President Obama has again endorsed the rights of individual states — and, in the case of Washington, D.C., a federal territory — to self-determine whether marijuana should be legal within their state boundaries. President Obama’s 2016 federal budget plan, released this week, moves D.C. marijuana legalization forward with one word.
Specifically, President Obama’s proposed 2016 budget mirrors Congress’s enacted 2015 budget with the exception of one added word: Federal. Below is Section 809 of Congress’s 2015 budget with President’s Obama’s proposed inclusion of the word “Federal” for the 2016 budget, underlined and in bold font:
SEC. 809. (a) None of the Federal funds contained in this Act may be used to enact or carry out any law, rule, or regulation to legalize or otherwise reduce penalties associated with the possession, use, or distribution of any schedule I substance under the Controlled Substances Act (21 U.S.C. 801 et seq.) or any tetrahydrocannabinols derivative.
(b) None of the Federal funds contained in this Act may be used to enact any law, rule, or regulation to legalize or otherwise reduce penalties associated with the possession, use, or distribution of any schedule I substance under the Controlled Substances Act (21 U.S.C. 801 et seq.) or any tetrahydrocannabinols derivative for recreational purposes.
To understand the importance of the addition of the word “Federal” in President Obama’s draft budget as it relates to D.C. marijuana legalization efforts, we should first briefly review the D.C. voter initiative on marijuana legalization.
Voters said “Yes.” As we’ve previously wrote, in November, District residents passed Initiative 71 with almost 65% of the vote. I-71 allows individuals 21 and older to legally possess, use, purchase, or transport up to two ounces of marijuana within the District. I-71 also permits individuals to legally possess, grow, and harvest up to six marijuana plants in their principal residence, with no more than three flowering plants at one time.
Congress said “No.” The U.S. Congress, which has budgetary oversight over the District, chilled I-71’s implementation in December. Certain Republican U.S. Congressional members included a rider in the U.S. federal spending bill that these members claim defunds any efforts to implement I-71.
D.C. Asserts “Yes.” Unmoved by U.S. Congressman Andy Harris’s assertions that the D.C. Council would be in violation of Congress if it transmitted I-71, I-71 was transmitted to Congress on January 13th.
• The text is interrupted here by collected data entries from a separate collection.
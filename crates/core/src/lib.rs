//! # settle-core
//!
//! Turn the settlement of an asynchronous operation into a value.
//!
//! [`execute`] runs an operation and always yields an [`Outcome`]: either
//! the value it produced, or a [`Failure`] describing why it did not. Errors,
//! foreign error values and panics inside the operation are all classified
//! into a `Failure`, so callers never need a catch-all.
//!
//! ## Laws (Compiler Enforced)
//!
//! - No `unwrap()` / `expect()` / `panic!()` in library code
//! - No `unsafe`
//! - Construction mistakes (bad format templates, bad config) are returned
//!   as [`Error`], never swallowed
//!
//! ## Example
//!
//! ```
//! use settle_core::{execute, Failure, Outcome};
//!
//! # futures::executor::block_on(async {
//! let outcome: Outcome<u32> = execute(|| async {
//!     Err(Failure::formatted("%d items failed", &[3.into()]).unwrap_or_else(|_| Failure::unknown()))
//! })
//! .await;
//!
//! outcome
//!     .on_resolved(|count| println!("processed {count}"))
//!     .on_rejected(|failure| println!("failed: {failure}"));
//!
//! assert_eq!(outcome.failure().map(Failure::message).as_deref(), Some("3 items failed"));
//! # });
//! ```

pub mod config;
mod error;
pub mod execute;
mod failure;
pub mod format;
mod outcome;
mod result;
mod thrown;

pub use config::{ExecutorConfig, ExecutorConfigBuilder};
pub use error::Error;
pub use execute::{Executor, Settle, execute};
pub use failure::{Failure, Fault, UNKNOWN_ERROR_MESSAGE};
pub use format::Arg;
pub use outcome::Outcome;
pub use result::{Result, ResultExt};
pub use thrown::{Classification, Thrown, classify};
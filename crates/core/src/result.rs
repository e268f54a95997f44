//! Result type definition and extension traits for construction-time errors.
//!
//! Operation outcomes live in [`crate::Outcome`]; this alias covers the
//! fallible *construction* paths (formatted failures, executor config).

use crate::error::Error;

/// The standard Result type for settle construction calls.
///
/// # Examples
///
/// ```
/// use settle_core::{Failure, Result};
///
/// fn build() -> Result<Failure> {
///     Failure::formatted("%d items failed", &[3.into()])
/// }
///
/// assert_eq!(build().map(|f| f.message()), Ok("3 items failed".to_string()));
/// ```
pub type Result<T> = std::result::Result<T, Error>;

/// Extension trait providing safe combinators for Results.
///
/// This trait provides ergonomic methods that avoid the need for unwrap/expect.
pub trait ResultExt<T> {
    /// Convert a Result to an Option, logging the error if present.
    fn into_option_logged(self) -> Option<T>;

    /// Get the value or a default, logging the error if present.
    fn or_default_logged(self, default: T) -> T;

    /// Inspect the error without consuming the Result.
    #[must_use]
    fn inspect_error<F: FnOnce(&Error)>(self, f: F) -> Self;
}

impl<T> ResultExt<T> for Result<T> {
    fn into_option_logged(self) -> Option<T> {
        match self {
            Ok(value) => Some(value),
            Err(e) => {
                tracing::error!(code = e.code(), "Construction failed: {}", e);
                None
            }
        }
    }

    fn or_default_logged(self, default: T) -> T {
        match self {
            Ok(value) => value,
            Err(e) => {
                tracing::error!(code = e.code(), "Construction failed, using default: {}", e);
                default
            }
        }
    }

    fn inspect_error<F: FnOnce(&Error)>(self, f: F) -> Self {
        if let Err(ref e) = self {
            f(e);
        }
        self
    }
}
The D.C. Council’s transmission of I-71 is important because the transmission of D.C. legislation to Congress starts a 30-day Congressional review period which requires an affirmative Congressional vote on the measure to deny its implementation. If Congress doesn’t vote, the measure becomes law.
Whether the District was authorized to submit I-71 to Congress, and whether Congress must vote on the proposed legislation, are some of the issues currently subject to debate and which may ultimately be subject to lawsuits. Congressional members have stated that I-71 was suspended as a result of the rider that was included in December’s federal budget deal. The District views I-71 as outside Congress’s federal budget rider because I-71 was fully implemented on December 3, 2014, before the U.S. budget spending bill was approved. Consequently, D.C. leaders argue that the U.S. budget provisions do not apply to I-71 which was already an enacted law. In his transmittal letter to Congress, D.C. Council Chairman Mendelson emphasized this position by stating that I-71 was “initiated by the voters of the District of Columbia … and adopted on November 4, 2014. The measure was enacted upon certification by the District of Columbia Board of Elections on December 3, 2014.”
The President Echoes the Voters and the District – “Yes!” In revising his 2016 budget to include only one additional word from Congress’s 2015 budget, President Obama has taken a significant step in advocating full marijuana legalization in the District. If President Obama’s 2016 budgetary provision concerning D.C. marijuana legislation survives Congressional committee review and an ultimate Congressional vote (and these are big “ifs”), the District would be allowed to use non-federal funds to enact laws and regulations “to legalize . . . the possession, use, or distribution” of marijuana. In short, the District could develop a legal marijuana distribution market and regulatory scheme similar to Colorado or Washington State.
The District, Congress, and the President have all now entered the fray over I-71 implementation and the future of legalized marijuana in Washington, D.C. Each appears to be posturing and determining whether and how this issue could play out in the courts, the press, and the public. We can anticipate that each will engage in further strategically timed statements and press releases as we await Congress’s 30-day deadline for responding to I-71’s transmittal. The President’s budget provides an important lesson for all sides in this matter: every word matters.